Sam’s experience mirrors the current project that I am starting. I would have loved to sit down and talk further with Sam regarding his experience but alas time did not allow this (Sam if you are reading this, DM me on twitter if you have time to chat).
This was certainly the most entertaining presentation of the conference (the song in the middle was quite courageous). I have not had the privilege to work on a real-time app but hopefully in the near future I will have the chance and take advantage of the wisdom given in this presentation.
I wanted to applaud Harrison’s bravery for tackling an endeavor like this and coming through with a great product. To start a mobile project, with such a close deadline and selecting Backbone and Coffeescript while not having experience in any of them was as Harrison mentioned “jumping off a cliff and try to build wings on the way down”. The amazing part is that they did build those wings!!
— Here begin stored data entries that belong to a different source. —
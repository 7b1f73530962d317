use proc_macro::TokenStream;
use quote::quote;
use syn::{
    Data, DeriveInput, Error, Fields, Ident, Pat, Result, Variant,
    parse::{Parse, ParseStream},
};

pub(crate) fn expand_from_page(input: &DeriveInput) -> Result<TokenStream> {
    let Data::Enum(data) = &input.data else {
        Err(Error::new_spanned(
            input,
            "`FromPage` may only be derived on enums.",
        ))?
    };

    let variants = data
        .variants
        .iter()
        .map(VariantMetadata::parse)
        .collect::<Result<Vec<_>>>()?;

    if variants.is_empty() {
        Err(Error::new_spanned(
            input,
            "`FromPage` requires at least one variant.",
        ))?
    }

    let cases = variants.iter().map(|VariantMetadata { name, pattern }| {
        quote! { #pattern => FromPage::from_page(page).map(Self::#name), }
    });

    let name = &input.ident;
    let (impl_generics, ty_generics, where_clause) = input.generics.split_for_impl();

    let expanded = quote! {
        impl #impl_generics FromPage for #name #ty_generics #where_clause {
            fn from_page(page: &Page) -> Option<Self> {
                match page.id() {
                    #(#cases)*
                    _ => None,
                }
            }
        }
    };

    Ok(expanded.into())
}

#[derive(Debug)]
struct VariantMetadata {
    name: Ident,
    pattern: Pat,
}

impl VariantMetadata {
    fn parse(variant: &Variant) -> Result<Self> {
        let Some(attr) = variant.attrs.iter().find(|a| a.path().is_ident("page")) else {
            Err(Error::new_spanned(
                &variant.ident,
                "Variant must have a `page(..)` attribute.",
            ))?
        };

        let PageAttribute { pattern } = attr.meta.require_list()?.parse_args()?;

        let Fields::Unnamed(fields) = &variant.fields else {
            Err(Error::new_spanned(
                &variant.fields,
                "Variant must hold a single unnamed field implementing `FromPage`.",
            ))?
        };

        if fields.unnamed.len() != 1 {
            Err(Error::new_spanned(
                &fields.unnamed,
                "Variant must hold a single unnamed field implementing `FromPage`.",
            ))?
        }

        Ok(Self {
            name: variant.ident.clone(),
            pattern,
        })
    }
}

#[derive(Debug)]
struct PageAttribute {
    pattern: Pat,
}

impl Parse for PageAttribute {
    fn parse(input: ParseStream) -> Result<Self> {
        let pattern = Pat::parse_multi_with_leading_vert(input)?;
        Ok(Self { pattern })
    }
}
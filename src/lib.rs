#![no_std]

//! A decoder and session engine for ANT+ sensor data pages.
//!
//! Chainring turns the 8-byte data pages broadcast by ANT+ devices (power
//! meters, fitness equipment, speed and cadence sensors, heart rate monitors
//! and geocaches) into typed telemetry, recovering totals from wrapping
//! counters and tracking when each device comes and goes.
//!
//! Most users should begin with the [`avec`] module, feeding payloads into a
//! [`Registry`](avec::Registry) or a single [`Session`](avec::Session). The
//! page decoders and command encoders underneath are exposed in the [`sans`]
//! module for applications needing finer control, such as those running on
//! embedded systems.
//!
//! The transport is left to the application: the crate consumes one payload
//! and channel identifier per message, and produces command pages and
//! message envelopes for the application to send.
//!
//! ## Cargo Features
//!
//! The following crate feature flags are available:
//!
//! - `std`: enable the concurrent session registry (default).
//! - `serde`: derive `Serialize` and `Deserialize` for configuration and
//!   telemetry.

extern crate alloc;

pub mod avec;
pub mod sans;
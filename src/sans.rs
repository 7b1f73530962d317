//! Pure, allocation-free decoding and encoding of data pages.
//!
//! Nothing in this module holds state between pages, except for the
//! [`rollover::Accumulator`] a caller chooses to keep. Stateful device sessions
//! are built on top of these pieces in [`crate::avec`].
//!
//! # Byte order
//!
//! Multi-byte fields are little-endian unless a layout says otherwise. The
//! crank torque frequency page and the trackable identifier codec are
//! big-endian.
//!
//! # Sentinels
//!
//! All-ones values (`0xFF`, `0xFFFF`, `0xFFFF_FFFF`) mean "not available" and
//! decode to `None` or NaN. `0xFE` in the right-hand byte of a paired
//! percentage marks a combined measurement (see [`page::PairedPercent`]).

pub mod channel;
pub mod command;
pub mod common;
pub mod message;
pub mod page;
pub mod rollover;
pub mod trackable;

pub use channel::ChannelId;
pub use page::{FromPage, Page, PageError};
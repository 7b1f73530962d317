use proc_macro::TokenStream;
use syn::{DeriveInput, parse_macro_input};

mod from_page;

#[proc_macro_derive(FromPage, attributes(page))]
pub fn derive_from_page(input: TokenStream) -> TokenStream {
    let input = parse_macro_input!(input as DeriveInput);
    match from_page::expand_from_page(&input) {
        Ok(tokens) => tokens,
        Err(err) => err.to_compile_error().into(),
    }
}
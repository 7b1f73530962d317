//! Channel identifiers.

use core::fmt;

/// Channel sharing mode, carried in the transmission type.
#[derive(Debug, Clone, Copy, PartialEq, Eq, Hash)]
#[cfg_attr(feature = "serde", derive(serde::Serialize, serde::Deserialize))]
pub enum ChannelSharing {
    Reserved = 0,
    IndependentChannel = 1,
    SharedChannelOneByteAddress = 2,
    SharedChannelTwoByteAddress = 3,
}

/// A 32-bit channel identifier, addressing the broadcast stream of a single
/// device.
///
/// | Bits           | Field                                  |
/// |----------------|----------------------------------------|
/// | 0..16, 28..32  | Device number (20 bits)                |
/// | 16..23         | Device type                            |
/// | 23             | Pairing bit                            |
/// | 24..26         | Transmission type (sharing mode)       |
/// | 26             | Global data pages used                 |
///
/// Every 32-bit value is a valid identifier.
#[derive(Clone, Copy, PartialEq, Eq, Hash, PartialOrd, Ord)]
#[cfg_attr(feature = "serde", derive(serde::Serialize, serde::Deserialize))]
pub struct ChannelId(u32);

impl ChannelId {
    pub const fn new(id: u32) -> Self {
        Self(id)
    }

    /// The raw identifier.
    pub const fn id(self) -> u32 {
        self.0
    }

    /// The 20-bit device number. The upper four bits are taken from the top
    /// nibble of the identifier.
    pub const fn device_number(self) -> u32 {
        (self.0 & 0xFFFF) + ((self.0 >> 12) & 0xF_0000)
    }

    /// The 7-bit device type.
    pub const fn device_type(self) -> u8 {
        ((self.0 >> 16) & 0x7F) as u8
    }

    pub const fn is_pairing_bit_set(self) -> bool {
        self.0 & 0x0080_0000 != 0
    }

    pub const fn transmission_type(self) -> ChannelSharing {
        match (self.0 >> 24) & 0x3 {
            0 => ChannelSharing::Reserved,
            1 => ChannelSharing::IndependentChannel,
            2 => ChannelSharing::SharedChannelOneByteAddress,
            _ => ChannelSharing::SharedChannelTwoByteAddress,
        }
    }

    /// Whether the device transmits global (shared) data pages.
    pub const fn are_global_pages_used(self) -> bool {
        self.0 & 0x0400_0000 != 0
    }
}

impl From<u32> for ChannelId {
    fn from(id: u32) -> Self {
        Self(id)
    }
}

impl From<ChannelId> for u32 {
    fn from(id: ChannelId) -> Self {
        id.0
    }
}

impl fmt::Debug for ChannelId {
    fn fmt(&self, f: &mut fmt::Formatter<'_>) -> fmt::Result {
        f.debug_struct("ChannelId")
            .field("id", &format_args!("{:#010X}", self.0))
            .field("device_number", &self.device_number())
            .field("device_type", &self.device_type())
            .finish()
    }
}

impl fmt::Display for ChannelId {
    fn fmt(&self, f: &mut fmt::Formatter<'_>) -> fmt::Result {
        write!(f, "{}/{}", self.device_type(), self.device_number())
    }
}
Eric did a great job outlining the difference in performance between full path URLs and hash tag event based URLs. However I don’t think I agree with the need to steer away from hash tag event based URLs. In the single page applications that I have created, this has been an essential part of the process. His presentation is something that I will have read further on and mull it over.
TEST DRIVEN DEVELOPMENT, what a concept!! Implementing this approach is a great idea but at times getting your team members to follow this path has been a feat for the centuries. However it is great to hear that others are beating this drum.
I had great time at this event and would like to thank Bocoup and all involved in organizing this.